I believe that I eat a good diet. However, I have bowed to pressure from various family members to supplement it with multi-vitamins. Expecting high prices, I set off to buy some in Harbin. I entered the drug store, and acted as nonchalant as possible. I always try to find my items before someone comes to attempt help, as that doesn’t always go well. To be unhelpful is unthinkable to a Chinese, and especially in a store. But my Chinese is extremely sketchy. I’m fine with most foods, and handle purchasing with no small measure of pride. Even when I can’t comprehend the price when I am blasted with it at supersonic velocity. I try to negotiate another attempt, but it is usually accomplished by turning the cash display towards me, or by punching into a calculator.
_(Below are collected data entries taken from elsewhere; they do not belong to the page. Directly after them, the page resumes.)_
//! Subscribe event engine module.

use crate::core::event_engine::EventEngine;

#[doc(inline)]
pub(crate) use effects::SubscribeEffect;
pub(crate) mod effects;

#[doc(inline)]
pub(crate) use effect_handler::SubscribeEffectHandler;
pub(crate) mod effect_handler;

#[doc(inline)]
pub(crate) use invocation::SubscribeEffectInvocation;
pub(crate) mod invocation;

#[doc(inline)]
pub(crate) use event::SubscribeEvent;
pub(crate) mod event;

#[doc(inline)]
pub(crate) use state::SubscribeState;
pub(crate) mod state;

#[doc(inline)]
pub(crate) use types::{SubscriptionInput, SubscriptionParams};
pub(crate) mod types;

/// Subscribe state machine type alias.
pub(crate) type SubscribeEventEngine =
    EventEngine<SubscribeState, SubscribeEffectHandler, SubscribeEffect, SubscribeEffectInvocation>;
This store offered me no refuge. Within seconds, a kind lady was at my side at the vitamin shelf, which I had already located. Her speech was native, full bore. Hemming and hawing in broken Chinese, I waved at the bottles and attempted to communicate the concept of “multi”, with a word I think means “together”. She appeared mystified, I suppose she thought I was going to buy out the store, or something like that.
Aha! I found multi-vitamins! Oh, but what’s this? It’s for women. In retrospect, I suppose that eating them wouldn’t raise my voice to a higher octave or anything like that, but I have years of proud Western male pride to overcome. So I waved it in front of here and said, “nan” (chinese for man). She nodded knowingly, and with great satisfaction, offered me a box from a lower shelf. It was none other than, “Essence of Kangaroo”.
Now, I consider myself both gifted and cursed, with a mind that can think, as we say, “out of the box”. Sometimes it is so quickly ambushed, or overwhelmed with dissonant concepts that it cannot really function. So please excuse me, that my first thought was simply, “What is the nutrient composition of kangaroos”? Such is the strength of my faith in older sales ladies in drug stores.
I quickly regained my composure (although I doubt that it appeared so on the outside), and said no, not that. At that moment, I found the men’s vitamins to the left of the women’s, and thanked the woman. She pointed me to the cash register. I paid the outrageous 95 yuan price, but was drawn back irresistably to the kangaroo medicine shelf. I confirmed the label. I hadn’t been dreaming.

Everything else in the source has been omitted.